Segment Start: Data in this exercise

//! Error types for the FluentPro onboarding core.

use uuid::Uuid;

/// Top-level error type for the onboarding service.
#[derive(Debug, thiserror::Error)]
pub enum Error {
    #[error("Validation error: {0}")]
    Validation(#[from] ValidationError),

    #[error("Not found: {0}")]
    NotFound(#[from] NotFoundError),

    #[error("Business rule violation: {0}")]
    BusinessRule(#[from] BusinessRuleError),

    #[error("Storage error: {0}")]
    Storage(#[from] StorageError),

    #[error("Embedding service error: {0}")]
    Embedding(#[from] EmbeddingError),

    #[error("Search service error: {0}")]
    Search(#[from] SearchError),

    #[error("Index error: {0}")]
    Index(#[from] IndexError),

    #[error("Configuration error: {0}")]
    Config(#[from] ConfigError),
}

/// Bad input from the caller. Non-retryable — the caller must supply
/// corrected input.
#[derive(Debug, thiserror::Error)]
pub enum ValidationError {
    #[error("Unsupported native language: {code}")]
    UnsupportedLanguage { code: String },

    #[error("Unknown industry: {reference}")]
    UnknownIndustry { reference: String },

    #[error("Unknown role: {id}")]
    UnknownRole { id: Uuid },

    #[error("Communication partner selection must not be empty")]
    EmptyPartnerSelection,

    #[error("Unknown or inactive communication partner: {id}")]
    UnknownPartner { id: Uuid },

    #[error("Duplicate communication partner: {id}")]
    DuplicatePartner { id: Uuid },

    #[error("Role title must not be empty")]
    EmptyRoleTitle,
}

/// A referenced entity is absent.
#[derive(Debug, thiserror::Error)]
pub enum NotFoundError {
    #[error("Profile for user {user_id}")]
    Profile { user_id: String },

    #[error("Role {id}")]
    Role { id: Uuid },

    #[error("Industry {id}")]
    Industry { id: Uuid },
}

/// Valid input that violates a cross-field invariant.
#[derive(Debug, thiserror::Error)]
pub enum BusinessRuleError {
    #[error("Incomplete prerequisites: missing {missing}")]
    IncompletePrerequisites { missing: String },

    #[error("Cannot {operation} in phase {current}; requires at least {requires}")]
    StepNotReady {
        operation: String,
        current: String,
        requires: String,
    },
}

/// Profile store failures. Safe to retry — every phase write is idempotent.
#[derive(Debug, thiserror::Error)]
pub enum StorageError {
    #[error("Connection error: {0}")]
    Connection(String),

    #[error("Query failed: {0}")]
    Query(String),

    #[error("Migration failed: {0}")]
    Migration(String),

    #[error("Serialization error: {0}")]
    Serialization(String),

    #[error("Concurrent update conflict for user {user_id}")]
    Conflict { user_id: String },
}

impl StorageError {
    /// Whether a bounded retry at the call site is worthwhile.
    pub fn is_retryable(&self) -> bool {
        matches!(
            self,
            Self::Connection(_) | Self::Query(_) | Self::Conflict { .. }
        )
    }
}

/// Embedding service failures. Fatal on the embed-then-search path —
/// no candidates can be produced without a query vector.
#[derive(Debug, thiserror::Error)]
pub enum EmbeddingError {
    #[error("Embedding request failed: {reason}")]
    RequestFailed { reason: String },

    #[error("Invalid embedding response: {reason}")]
    InvalidResponse { reason: String },
}

/// Semantic search query failures.
#[derive(Debug, thiserror::Error)]
pub enum SearchError {
    #[error("Search query failed: {reason}")]
    QueryFailed { reason: String },

    #[error("Invalid search response: {reason}")]
    InvalidResponse { reason: String },
}

/// Search index write failures. Indexing is best-effort — a role exists and
/// is selectable before it is searchable.
#[derive(Debug, thiserror::Error)]
pub enum IndexError {
    #[error("Index upsert failed for role {role_id}: {reason}")]
    UpsertFailed { role_id: Uuid, reason: String },
}

/// Configuration-related errors.
#[derive(Debug, thiserror::Error)]
pub enum ConfigError {
    #[error("Missing required environment variable: {0}")]
    MissingEnvVar(String),

    #[error("Invalid configuration value for {key}: {message}")]
    InvalidValue { key: String, message: String },
}

/// Result type alias for the onboarding core.
pub type Result<T> = std::result::Result<T, Error>;
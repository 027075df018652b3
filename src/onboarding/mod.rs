//! Onboarding system — the phase-gated flow that collects a user's
//! language, industry, role, and communication partners.
//!
//! The flow is a linear state machine. Each phase's data is validated and
//! persisted durably before the next phase is attempted, and the current
//! phase is always derived from which fields are populated rather than
//! trusted from storage.

pub mod manager;
pub mod model;
pub mod routes;
pub mod state;

pub use manager::OnboardingManager;
pub use model::{
    Industry, NativeLanguage, OnboardingSummary, Partner, PartnerSelection, Role,
    SessionSnapshot, UserOnboardingProfile,
};
pub use routes::{OnboardingRouteState, onboarding_routes};
pub use state::{OnboardingPhase, OnboardingStep};
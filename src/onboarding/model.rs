//! Onboarding data models — profile, catalog entities, and summaries.

use chrono::{DateTime, Utc};
use serde::{Deserialize, Serialize};
use uuid::Uuid;

use crate::error::ValidationError;

use super::state::{OnboardingPhase, OnboardingStep};

/// Supported native languages. A closed enum — anything else is rejected at
/// the boundary with a `ValidationError`.
#[derive(Debug, Clone, Copy, PartialEq, Eq, Serialize, Deserialize)]
#[serde(rename_all = "snake_case")]
pub enum NativeLanguage {
    English,
    Cantonese,
    Mandarin,
    Spanish,
    French,
    German,
    Japanese,
    Korean,
}

impl std::str::FromStr for NativeLanguage {
    type Err = ValidationError;

    fn from_str(s: &str) -> Result<Self, Self::Err> {
        match s {
            "english" => Ok(Self::English),
            "cantonese" => Ok(Self::Cantonese),
            "mandarin" => Ok(Self::Mandarin),
            "spanish" => Ok(Self::Spanish),
            "french" => Ok(Self::French),
            "german" => Ok(Self::German),
            "japanese" => Ok(Self::Japanese),
            "korean" => Ok(Self::Korean),
            _ => Err(ValidationError::UnsupportedLanguage {
                code: s.to_string(),
            }),
        }
    }
}

impl std::fmt::Display for NativeLanguage {
    fn fmt(&self, f: &mut std::fmt::Formatter<'_>) -> std::fmt::Result {
        let s = match self {
            Self::English => "english",
            Self::Cantonese => "cantonese",
            Self::Mandarin => "mandarin",
            Self::Spanish => "spanish",
            Self::French => "french",
            Self::German => "german",
            Self::Japanese => "japanese",
            Self::Korean => "korean",
        };
        write!(f, "{s}")
    }
}

/// An industry from the catalog.
#[derive(Debug, Clone, PartialEq, Eq, Serialize, Deserialize)]
pub struct Industry {
    pub id: Uuid,
    pub name: String,
}

/// A job role. System-seeded roles have `created_by = None`; user-created
/// custom roles carry the creating user's id.
#[derive(Debug, Clone, Serialize, Deserialize)]
pub struct Role {
    pub id: Uuid,
    pub title: String,
    pub description: String,
    pub industry_id: Uuid,
    /// Nullable until generated by the async indexer.
    #[serde(default, skip_serializing_if = "Option::is_none")]
    pub embedding: Option<Vec<f32>>,
    #[serde(default, skip_serializing_if = "Option::is_none")]
    pub created_by: Option<String>,
    pub created_at: DateTime<Utc>,
}

impl Role {
    /// Build a new user-created custom role. The embedding stays empty until
    /// the indexer fills it in.
    pub fn new_custom(
        created_by: &str,
        title: &str,
        description: &str,
        industry_id: Uuid,
    ) -> Self {
        Self {
            id: Uuid::new_v4(),
            title: title.to_string(),
            description: description.to_string(),
            industry_id,
            embedding: None,
            created_by: Some(created_by.to_string()),
            created_at: Utc::now(),
        }
    }

    /// The text blob submitted to the embedding model for this role.
    pub fn embedding_text(&self) -> String {
        format!("{}\n{}", self.title, self.description)
    }
}

/// A communication-context entity the user can select (e.g. "Clients").
#[derive(Debug, Clone, PartialEq, Eq, Serialize, Deserialize)]
pub struct Partner {
    pub id: Uuid,
    pub name: String,
    pub active: bool,
}

/// A selected partner with its 1-indexed priority.
#[derive(Debug, Clone, PartialEq, Eq, Serialize, Deserialize)]
pub struct PartnerSelection {
    pub partner_id: Uuid,
    pub priority: u32,
}

/// A user's onboarding profile.
///
/// `version` increments on every write and backs the optimistic
/// compare-and-set that serializes concurrent per-user mutations.
#[derive(Debug, Clone, Serialize, Deserialize)]
pub struct UserOnboardingProfile {
    pub user_id: String,
    #[serde(default, skip_serializing_if = "Option::is_none")]
    pub native_language: Option<NativeLanguage>,
    #[serde(default, skip_serializing_if = "Option::is_none")]
    pub industry_id: Option<Uuid>,
    #[serde(default, skip_serializing_if = "Option::is_none")]
    pub selected_role_id: Option<Uuid>,
    #[serde(default)]
    pub partners: Vec<PartnerSelection>,
    #[serde(default, skip_serializing_if = "Option::is_none")]
    pub completed_at: Option<DateTime<Utc>>,
    pub version: i64,
    pub created_at: DateTime<Utc>,
    pub updated_at: DateTime<Utc>,
}

impl UserOnboardingProfile {
    /// A fresh profile for a newly registered user.
    pub fn new(user_id: &str) -> Self {
        let now = Utc::now();
        Self {
            user_id: user_id.to_string(),
            native_language: None,
            industry_id: None,
            selected_role_id: None,
            partners: Vec::new(),
            completed_at: None,
            version: 0,
            created_at: now,
            updated_at: now,
        }
    }

    /// Derive the current phase from populated fields.
    ///
    /// The stored phase column is never trusted on read; recomputing from the
    /// data itself keeps a crash between partial writes from reporting a
    /// phase the profile has not actually reached.
    pub fn phase(&self) -> OnboardingPhase {
        if self.completed_at.is_some() {
            OnboardingPhase::Completed
        } else if !self.partners.is_empty() {
            OnboardingPhase::PartnersSelected
        } else if self.selected_role_id.is_some() {
            OnboardingPhase::RoleSelected
        } else if self.industry_id.is_some() {
            OnboardingPhase::IndustrySelected
        } else if self.native_language.is_some() {
            OnboardingPhase::LanguageSelected
        } else {
            OnboardingPhase::NotStarted
        }
    }

    /// Names of the prerequisites still missing for completion.
    pub fn missing_prerequisites(&self) -> Vec<&'static str> {
        let mut missing = Vec::new();
        if self.native_language.is_none() {
            missing.push("native_language");
        }
        if self.industry_id.is_none() {
            missing.push("industry");
        }
        if self.selected_role_id.is_none() {
            missing.push("role");
        }
        if self.partners.is_empty() {
            missing.push("communication_partners");
        }
        missing
    }
}

/// Snapshot returned by `start_or_resume`.
#[derive(Debug, Clone, Serialize)]
pub struct SessionSnapshot {
    pub current_phase: OnboardingPhase,
    #[serde(skip_serializing_if = "Option::is_none")]
    pub next_required_step: Option<OnboardingStep>,
    pub resume_token: String,
}

/// A selected partner resolved against the catalog, for the summary.
#[derive(Debug, Clone, Serialize)]
pub struct SummaryPartner {
    pub id: Uuid,
    pub name: String,
    pub priority: u32,
}

/// Aggregate of all four selections plus the completion timestamp, returned
/// by `complete_onboarding`.
#[derive(Debug, Clone, Serialize)]
pub struct OnboardingSummary {
    pub user_id: String,
    pub native_language: NativeLanguage,
    pub industry: Industry,
    pub role: Role,
    pub partners: Vec<SummaryPartner>,
    pub completed_at: DateTime<Utc>,
}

Segment End: Data in this exercise

▶ Problem description
Give only the lines from the one holding "pub enum NativeLanguage" through the one holding "fn from_str(s: &str)", each restated exactly as it appears above.

▶ Task solution
pub enum NativeLanguage {
    English,
    Cantonese,
    Mandarin,
    Spanish,
    French,
    German,
    Japanese,
    Korean,
}

impl std::str::FromStr for NativeLanguage {
    type Err = ValidationError;

    fn from_str(s: &str) -> Result<Self, Self::Err> {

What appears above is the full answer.